Medical Student University of Tennessee College of Medicine~ Department of Neurosurgery/ Semmes Murphey Clinic
Introduction: There is a paucity of data on patients with penetrating head/neck trauma evaluated with digital subtraction angiography (DSA). We sought to evaluate outcomes and agreement between computed tomography angiography (CTA) and DSA in patients with penetrating injury to the head/neck.
Methods: Consecutive patients presenting with penetrating trauma to the head/neck age ≥16 years evaluated with DSA at a level 1 trauma center over 4 years were included. Outcomes included dichotomized discharge modified Rankin Scale (mRS [0-2 = favorable, 3-6 = unfavorable]), length of stay (LOS), and discharge disposition. Multivariate models were created for each outcome adjusting for demographic and injury characteristics.

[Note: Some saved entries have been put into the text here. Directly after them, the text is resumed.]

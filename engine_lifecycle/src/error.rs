//! Error types for engine bring-up, registry construction and configuration.

use std::path::PathBuf;

use thiserror::Error;

/// Failure reported by a subsystem initializer.
#[derive(Debug, Clone, PartialEq, Eq, Error)]
#[error("{0}")]
pub struct SubsystemError(pub String);

impl SubsystemError {
    pub fn new(reason: impl Into<String>) -> Self {
        Self(reason.into())
    }
}

/// Why an engine initialization attempt ended in the failed outcome.
///
/// The subsystem name is kept for diagnostics only.
#[derive(Debug, Clone, PartialEq, Eq, Error)]
pub enum LifecycleError {
    #[error("Subsystem '{name}' failed to initialize: {source}")]
    SubsystemInit {
        name: String,
        #[source]
        source: SubsystemError,
    },

    #[error("Fault during initialization{}: {message}", in_subsystem(.subsystem))]
    Fault {
        subsystem: Option<String>,
        message: String,
    },

    #[error("Game data directory not found under {}", .0.display())]
    DataDirNotFound(PathBuf),
}

fn in_subsystem(subsystem: &Option<String>) -> String {
    match subsystem {
        Some(name) => format!(" in subsystem '{}'", name),
        None => String::new(),
    }
}

impl LifecycleError {
    /// Name of the subsystem the failure is attributed to, if any.
    pub fn subsystem(&self) -> Option<&str> {
        match self {
            LifecycleError::SubsystemInit { name, .. } => Some(name),
            LifecycleError::Fault { subsystem, .. } => subsystem.as_deref(),
            _ => None,
        }
    }
}

/// Invalid registry layout.
#[derive(Debug, Clone, PartialEq, Eq, Error)]
pub enum RegistryError {
    #[error("Subsystem '{0}' registered twice")]
    DuplicateName(String),

    #[error("Subsystems '{first}' and '{second}' share shutdown slot {slot}")]
    DuplicateShutdownSlot {
        slot: u16,
        first: String,
        second: String,
    },
}

/// Errors reading or writing the engine options file.
#[derive(Debug, Error)]
pub enum ConfigError {
    #[error("Error reading {}: {source}", .path.display())]
    Io {
        path: PathBuf,
        #[source]
        source: std::io::Error,
    },

    #[error("Error parsing {}: {source}", .path.display())]
    Parse {
        path: PathBuf,
        #[source]
        source: serde_json::Error,
    },

    #[error("Could not determine the user home directory")]
    NoHomeDir,

    #[error("Game data directory has to be set in the config file")]
    MissingDataDir,

    #[error("Invalid resolution '{0}', expected WIDTHxHEIGHT")]
    InvalidResolution(String),

    #[error("Unknown resource version '{0}'")]
    UnknownResourceVersion(String),
}

#[cfg(test)]
mod tests {
    use super::*;

    #[test]
    fn test_lifecycle_error_names_subsystem() {
        let err = LifecycleError::SubsystemInit {
            name: "lighting".to_string(),
            source: SubsystemError::new("no light tables"),
        };
        assert_eq!(err.subsystem(), Some("lighting"));
        assert_eq!(
            err.to_string(),
            "Subsystem 'lighting' failed to initialize: no light tables"
        );
    }

    #[test]
    fn test_fault_message() {
        let named = LifecycleError::Fault {
            subsystem: Some("world".to_string()),
            message: "boom".to_string(),
        };
        assert_eq!(named.to_string(), "Fault during initialization in subsystem 'world': boom");

        let anonymous = LifecycleError::Fault {
            subsystem: None,
            message: "boom".to_string(),
        };
        assert_eq!(anonymous.to_string(), "Fault during initialization: boom");
        assert_eq!(anonymous.subsystem(), None);
    }
}
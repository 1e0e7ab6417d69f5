//! Lifecycle Orchestrator - brings the engine up and tears it down.
//!
//! Bring-up works as follows:
//! 1. **Reset**: Process-wide engine state starts from its boot values
//! 2. **Discovery**: Game data is located through the path resolver
//! 3. **Init**: Subsystems initialize in registry order, stopping at the first failure
//! 4. **Boot mode**: Command-line flags select the outcome handed back to the caller
//!
//! Any failure or panic during bring-up becomes [`LifecycleOutcome::Failed`] at a
//! single boundary. Nothing is unwound there: the caller always follows up with
//! [`shutdown_engine`], which runs every shutdown step whether or not its
//! subsystem came up.

mod context;

pub use context::*;

use std::panic::{self, AssertUnwindSafe};

use asset_paths::extra_data_dir;
use serde::{Deserialize, Serialize};
use tracing::{debug, error, info, warn};

use crate::command_line::BootMode;
use crate::error::LifecycleError;
use crate::subsystem::panic_message;

/// Name of the asset directory inside the game installation.
pub const DATA_DIR_NAME: &str = "data";

/// Terminal classification of one initialization attempt.
#[derive(Debug, Clone, Copy, PartialEq, Eq, Serialize, Deserialize)]
pub enum LifecycleOutcome {
    BootNormal,
    BootEditorManual,
    BootEditorAuto,
    RunMapUtility,
    Failed,
}

/// Screen the caller should show after initialization.
#[derive(Debug, Clone, Copy, PartialEq, Eq, Serialize, Deserialize)]
pub enum ScreenId {
    /// Intro and main menu path.
    Init,
    /// Tactical game screen; the editor is entered from here.
    Game,
    MapUtility,
    /// Unrecoverable start.
    Error,
}

impl LifecycleOutcome {
    pub fn next_screen(&self) -> ScreenId {
        match self {
            LifecycleOutcome::BootNormal => ScreenId::Init,
            LifecycleOutcome::BootEditorManual | LifecycleOutcome::BootEditorAuto => ScreenId::Game,
            LifecycleOutcome::RunMapUtility => ScreenId::MapUtility,
            LifecycleOutcome::Failed => ScreenId::Error,
        }
    }

    pub fn is_failure(&self) -> bool {
        matches!(self, LifecycleOutcome::Failed)
    }
}

/// Bring the engine up and decide how it boots.
///
/// Never panics and never returns an error: every failure is reported as
/// [`LifecycleOutcome::Failed`], with the cause kept in
/// [`EngineContext::failure`]. Only the first call on a context does any work.
pub fn initialize_engine(ctx: &mut EngineContext) -> LifecycleOutcome {
    if ctx.phase != LifecyclePhase::NotStarted {
        warn!(run_id = %ctx.run_id, phase = ?ctx.phase, "Engine initialization requested twice");
        return LifecycleOutcome::Failed;
    }

    ctx.phase = LifecyclePhase::Initializing;
    info!(run_id = %ctx.run_id, "Initializing engine");

    let mut in_flight: Option<String> = None;
    let attempt = panic::catch_unwind(AssertUnwindSafe(|| bring_up(ctx, &mut in_flight)));

    let result = match attempt {
        Ok(result) => result,
        Err(payload) => Err(LifecycleError::Fault {
            subsystem: in_flight,
            message: panic_message(payload.as_ref()),
        }),
    };

    let outcome = match result {
        Ok(outcome) => {
            ctx.phase = LifecyclePhase::Ready;
            info!(run_id = %ctx.run_id, outcome = ?outcome, "Engine ready");
            outcome
        }
        Err(err) => {
            error!(run_id = %ctx.run_id, error = %err, "Engine initialization failed");
            ctx.failure = Some(err);
            ctx.phase = LifecyclePhase::Failed;
            LifecycleOutcome::Failed
        }
    };

    ctx.outcome = Some(outcome);
    outcome
}

fn bring_up(
    ctx: &mut EngineContext,
    in_flight: &mut Option<String>,
) -> Result<LifecycleOutcome, LifecycleError> {
    ctx.state = EngineState::booting();

    discover_resources(ctx)?;

    ctx.registry.for_each_in_init_order::<LifecycleError, _>(|descriptor| {
        *in_flight = Some(descriptor.name().to_string());
        debug!(subsystem = descriptor.name(), "Initializing subsystem");

        descriptor
            .initialize()
            .map_err(|source| LifecycleError::SubsystemInit {
                name: descriptor.name().to_string(),
                source,
            })?;

        *in_flight = None;
        Ok(())
    })?;

    Ok(select_boot(ctx))
}

/// Locate game data when a data directory is configured.
fn discover_resources(ctx: &mut EngineContext) -> Result<(), LifecycleError> {
    let game_dir = &ctx.options.game_data_dir;
    if game_dir.as_os_str().is_empty() {
        debug!("No game data directory configured, skipping resource discovery");
        return Ok(());
    }

    let data_dir = ctx
        .resolver
        .find_object_case_insensitive_full_path(game_dir, DATA_DIR_NAME, false, true)
        .ok_or_else(|| LifecycleError::DataDirNotFound(game_dir.clone()))?;
    let extra = ctx.exe_folder.as_deref().map(extra_data_dir);

    info!(data_dir = %data_dir.display(), "Located game data");
    ctx.resources = Some(ResourceLocations {
        data_dir,
        extra_data_dir: extra,
    });
    Ok(())
}

fn select_boot(ctx: &mut EngineContext) -> LifecycleOutcome {
    if ctx.command_line.consecutive_quick_saves {
        info!("Quick saves will use consecutive slots");
        ctx.state.consecutive_quick_saves = true;
    }

    match ctx.command_line.mode {
        BootMode::Normal => LifecycleOutcome::BootNormal,
        BootMode::MapUtility => LifecycleOutcome::RunMapUtility,
        BootMode::EditorAuto => {
            info!("Booting into the editor with the default sector");
            ctx.state.editor = Some(EditorLaunch::auto());
            LifecycleOutcome::BootEditorAuto
        }
        BootMode::EditorManual => {
            info!("Booting into the editor");
            ctx.state.editor = Some(EditorLaunch::manual());
            LifecycleOutcome::BootEditorManual
        }
    }
}

/// Tear the engine down, best effort and total.
///
/// Runs every shutdown step in shutdown order regardless of how (or whether)
/// initialization went; a faulting step is logged and skipped. Calling this
/// on a terminated context does nothing.
pub fn shutdown_engine(ctx: &mut EngineContext) {
    if ctx.phase == LifecyclePhase::Terminated {
        debug!(run_id = %ctx.run_id, "Engine already terminated");
        return;
    }

    info!(run_id = %ctx.run_id, from = ?ctx.phase, "Shutting down engine");
    ctx.phase = LifecyclePhase::ShuttingDown;

    let report = ctx.registry.for_each_in_shutdown_order(|descriptor| {
        debug!(subsystem = descriptor.name(), "Shutting down subsystem");
        descriptor.shutdown();
    });

    if !report.is_clean() {
        warn!(
            run_id = %ctx.run_id,
            faulted = report.faulted.len(),
            steps = report.steps(),
            "Shutdown finished with faults"
        );
    }

    ctx.state = EngineState::default();
    ctx.resources = None;
    ctx.last_shutdown = Some(report);
    ctx.phase = LifecyclePhase::Terminated;

    info!(run_id = %ctx.run_id, "Engine terminated");
}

Results: 97 patients (mean age 31.4 years, 86% male) met inclusion criteria. The most common mechanism was gunshot wound (90.7%). Injury sites included face (41.2%), head (18.6%), and neck (40.2%). There were 88 vascular injuries identified by CTA and 83 by DSA. The locations of injury on DSA included external carotid artery (n = 37), extracranial internal or common carotid artery (17), extracranial vertebral artery (17), intracranial anterior circulation (7), and intracranial posterior circulation (5). Concordance between CTA and DSA identification of vessel injury was minimal (Cohen’s Kappa = 0.31) and concordance between CTA and DSA classification of vessel injury was weak (Cohen’s Kappa = 0.43). Lower GCS (OR 0.88, 95%CI 0.79-0.99; p = 0.03) and intracranial vascular injury (OR 20.1, 95%CI 1.53-712.5; p = 0.04) were associated with unfavorable discharge mRS. Bilateral non-reactive pupils were associated with longer LOS (p = 0.009) and injury to the face (p = 0.04) was associated with shorter LOS. Intracranial vascular injury was associated with lower odds of discharge home (OR 0.05, 95%CI 0.004-0.58; p = 0.02).
Conclusion : Agreement between CTA and DSA findings among patients presenting with penetrating injury to the head/neck were poor, highlighting the role of DSA.